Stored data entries
—————

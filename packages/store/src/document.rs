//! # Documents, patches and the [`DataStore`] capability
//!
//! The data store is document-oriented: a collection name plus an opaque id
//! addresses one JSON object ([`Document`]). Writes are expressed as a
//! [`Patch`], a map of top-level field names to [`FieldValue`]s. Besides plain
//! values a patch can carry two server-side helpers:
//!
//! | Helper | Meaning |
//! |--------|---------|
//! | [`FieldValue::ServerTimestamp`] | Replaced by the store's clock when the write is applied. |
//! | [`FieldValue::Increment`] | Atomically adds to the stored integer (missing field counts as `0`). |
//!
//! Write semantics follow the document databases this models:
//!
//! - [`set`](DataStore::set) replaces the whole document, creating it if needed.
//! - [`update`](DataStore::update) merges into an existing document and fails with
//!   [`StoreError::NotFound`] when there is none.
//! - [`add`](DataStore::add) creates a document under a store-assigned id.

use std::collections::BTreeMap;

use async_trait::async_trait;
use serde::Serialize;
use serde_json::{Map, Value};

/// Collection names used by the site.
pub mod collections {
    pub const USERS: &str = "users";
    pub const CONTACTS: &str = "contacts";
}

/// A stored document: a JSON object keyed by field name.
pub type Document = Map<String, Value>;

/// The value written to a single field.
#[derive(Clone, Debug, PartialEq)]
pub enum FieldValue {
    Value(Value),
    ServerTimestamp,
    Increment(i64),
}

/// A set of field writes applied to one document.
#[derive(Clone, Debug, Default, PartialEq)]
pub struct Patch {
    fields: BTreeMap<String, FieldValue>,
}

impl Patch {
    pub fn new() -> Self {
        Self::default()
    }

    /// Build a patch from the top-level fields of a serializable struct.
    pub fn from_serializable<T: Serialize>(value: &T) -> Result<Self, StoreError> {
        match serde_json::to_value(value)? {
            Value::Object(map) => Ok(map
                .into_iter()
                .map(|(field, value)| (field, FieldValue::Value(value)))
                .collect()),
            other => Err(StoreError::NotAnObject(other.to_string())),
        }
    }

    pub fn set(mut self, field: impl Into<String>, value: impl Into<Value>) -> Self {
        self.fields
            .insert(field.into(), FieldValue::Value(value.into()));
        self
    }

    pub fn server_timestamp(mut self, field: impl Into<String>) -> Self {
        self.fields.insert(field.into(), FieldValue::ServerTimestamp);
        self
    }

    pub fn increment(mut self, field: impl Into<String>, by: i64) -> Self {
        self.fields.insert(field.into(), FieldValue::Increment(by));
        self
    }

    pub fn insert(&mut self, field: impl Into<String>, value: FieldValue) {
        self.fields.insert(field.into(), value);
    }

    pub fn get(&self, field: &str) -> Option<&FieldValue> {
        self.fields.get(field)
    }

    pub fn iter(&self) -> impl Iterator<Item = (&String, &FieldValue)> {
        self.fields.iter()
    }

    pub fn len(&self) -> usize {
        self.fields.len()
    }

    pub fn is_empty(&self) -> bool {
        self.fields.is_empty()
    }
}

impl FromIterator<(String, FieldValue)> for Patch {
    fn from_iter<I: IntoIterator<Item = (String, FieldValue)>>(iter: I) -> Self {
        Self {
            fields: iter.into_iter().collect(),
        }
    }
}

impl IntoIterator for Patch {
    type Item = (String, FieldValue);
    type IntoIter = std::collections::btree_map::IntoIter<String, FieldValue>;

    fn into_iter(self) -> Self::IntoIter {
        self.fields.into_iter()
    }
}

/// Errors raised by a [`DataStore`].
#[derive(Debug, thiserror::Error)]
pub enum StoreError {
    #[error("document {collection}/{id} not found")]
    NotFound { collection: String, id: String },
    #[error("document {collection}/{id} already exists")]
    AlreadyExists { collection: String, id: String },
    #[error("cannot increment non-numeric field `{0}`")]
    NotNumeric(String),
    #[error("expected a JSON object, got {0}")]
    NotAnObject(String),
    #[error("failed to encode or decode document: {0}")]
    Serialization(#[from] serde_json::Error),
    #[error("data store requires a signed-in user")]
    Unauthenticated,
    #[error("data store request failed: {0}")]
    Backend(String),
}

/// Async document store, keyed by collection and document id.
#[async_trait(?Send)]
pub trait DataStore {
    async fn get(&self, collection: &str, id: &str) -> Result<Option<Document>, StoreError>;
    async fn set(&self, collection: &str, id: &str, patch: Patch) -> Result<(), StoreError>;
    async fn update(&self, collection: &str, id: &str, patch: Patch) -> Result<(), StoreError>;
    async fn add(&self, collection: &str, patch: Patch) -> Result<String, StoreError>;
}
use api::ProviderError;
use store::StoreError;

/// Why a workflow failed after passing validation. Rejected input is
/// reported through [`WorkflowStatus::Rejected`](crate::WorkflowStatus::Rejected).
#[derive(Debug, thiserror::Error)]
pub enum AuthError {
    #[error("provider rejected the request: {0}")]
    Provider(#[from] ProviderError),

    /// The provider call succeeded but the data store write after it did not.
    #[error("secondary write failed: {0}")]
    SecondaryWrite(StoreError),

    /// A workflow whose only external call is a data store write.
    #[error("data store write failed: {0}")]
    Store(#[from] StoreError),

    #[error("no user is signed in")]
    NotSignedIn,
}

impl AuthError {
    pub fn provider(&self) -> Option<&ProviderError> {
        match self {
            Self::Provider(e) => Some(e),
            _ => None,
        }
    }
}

—————

_Task description_.
Retype each record in full, please.

_Exercise solution_.
filename packages/store/src/document.rs
//! # Documents, patches and the [`DataStore`] capability
//!
//! The data store is document-oriented: a collection name plus an opaque id
//! addresses one JSON object ([`Document`]). Writes are expressed as a
//! [`Patch`], a map of top-level field names to [`FieldValue`]s. Besides plain
//! values a patch can carry two server-side helpers:
//!
//! | Helper | Meaning |
//! |--------|---------|
//! | [`FieldValue::ServerTimestamp`] | Replaced by the store's clock when the write is applied. |
//! | [`FieldValue::Increment`] | Atomically adds to the stored integer (missing field counts as `0`). |
//!
//! Write semantics follow the document databases this models:
//!
//! - [`set`](DataStore::set) replaces the whole document, creating it if needed.
//! - [`update`](DataStore::update) merges into an existing document and fails with
//!   [`StoreError::NotFound`] when there is none.
//! - [`add`](DataStore::add) creates a document under a store-assigned id.

use std::collections::BTreeMap;

use async_trait::async_trait;
use serde::Serialize;
use serde_json::{Map, Value};

/// Collection names used by the site.
pub mod collections {
    pub const USERS: &str = "users";
    pub const CONTACTS: &str = "contacts";
}

/// A stored document: a JSON object keyed by field name.
pub type Document = Map<String, Value>;

/// The value written to a single field.
#[derive(Clone, Debug, PartialEq)]
pub enum FieldValue {
    Value(Value),
    ServerTimestamp,
    Increment(i64),
}

/// A set of field writes applied to one document.
#[derive(Clone, Debug, Default, PartialEq)]
pub struct Patch {
    fields: BTreeMap<String, FieldValue>,
}

impl Patch {
    pub fn new() -> Self {
        Self::default()
    }

    /// Build a patch from the top-level fields of a serializable struct.
    pub fn from_serializable<T: Serialize>(value: &T) -> Result<Self, StoreError> {
        match serde_json::to_value(value)? {
            Value::Object(map) => Ok(map
                .into_iter()
                .map(|(field, value)| (field, FieldValue::Value(value)))
                .collect()),
            other => Err(StoreError::NotAnObject(other.to_string())),
        }
    }

    pub fn set(mut self, field: impl Into<String>, value: impl Into<Value>) -> Self {
        self.fields
            .insert(field.into(), FieldValue::Value(value.into()));
        self
    }

    pub fn server_timestamp(mut self, field: impl Into<String>) -> Self {
        self.fields.insert(field.into(), FieldValue::ServerTimestamp);
        self
    }

    pub fn increment(mut self, field: impl Into<String>, by: i64) -> Self {
        self.fields.insert(field.into(), FieldValue::Increment(by));
        self
    }

    pub fn insert(&mut self, field: impl Into<String>, value: FieldValue) {
        self.fields.insert(field.into(), value);
    }

    pub fn get(&self, field: &str) -> Option<&FieldValue> {
        self.fields.get(field)
    }

    pub fn iter(&self) -> impl Iterator<Item = (&String, &FieldValue)> {
        self.fields.iter()
    }

    pub fn len(&self) -> usize {
        self.fields.len()
    }

    pub fn is_empty(&self) -> bool {
        self.fields.is_empty()
    }
}

impl FromIterator<(String, FieldValue)> for Patch {
    fn from_iter<I: IntoIterator<Item = (String, FieldValue)>>(iter: I) -> Self {
        Self {
            fields: iter.into_iter().collect(),
        }
    }
}

impl IntoIterator for Patch {
    type Item = (String, FieldValue);
    type IntoIter = std::collections::btree_map::IntoIter<String, FieldValue>;

    fn into_iter(self) -> Self::IntoIter {
        self.fields.into_iter()
    }
}

/// Errors raised by a [`DataStore`].
#[derive(Debug, thiserror::Error)]
pub enum StoreError {
    #[error("document {collection}/{id} not found")]
    NotFound { collection: String, id: String },
    #[error("document {collection}/{id} already exists")]
    AlreadyExists { collection: String, id: String },
    #[error("cannot increment non-numeric field `{0}`")]
    NotNumeric(String),
    #[error("expected a JSON object, got {0}")]
    NotAnObject(String),
    #[error("failed to encode or decode document: {0}")]
    Serialization(#[from] serde_json::Error),
    #[error("data store requires a signed-in user")]
    Unauthenticated,
    #[error("data store request failed: {0}")]
    Backend(String),
}

/// Async document store, keyed by collection and document id.
#[async_trait(?Send)]
pub trait DataStore {
    async fn get(&self, collection: &str, id: &str) -> Result<Option<Document>, StoreError>;
    async fn set(&self, collection: &str, id: &str, patch: Patch) -> Result<(), StoreError>;
    async fn update(&self, collection: &str, id: &str, patch: Patch) -> Result<(), StoreError>;
    async fn add(&self, collection: &str, patch: Patch) -> Result<String, StoreError>;
}
use api::ProviderError;
use store::StoreError;

/// Why a workflow failed after passing validation. Rejected input is
/// reported through [`WorkflowStatus::Rejected`](crate::WorkflowStatus::Rejected).
#[derive(Debug, thiserror::Error)]
pub enum AuthError {
    #[error("provider rejected the request: {0}")]
    Provider(#[from] ProviderError),

    /// The provider call succeeded but the data store write after it did not.
    #[error("secondary write failed: {0}")]
    SecondaryWrite(StoreError),

    /// A workflow whose only external call is a data store write.
    #[error("data store write failed: {0}")]
    Store(#[from] StoreError),

    #[error("no user is signed in")]
    NotSignedIn,
}

impl AuthError {
    pub fn provider(&self) -> Option<&ProviderError> {
        match self {
            Self::Provider(e) => Some(e),
            _ => None,
        }
    }
}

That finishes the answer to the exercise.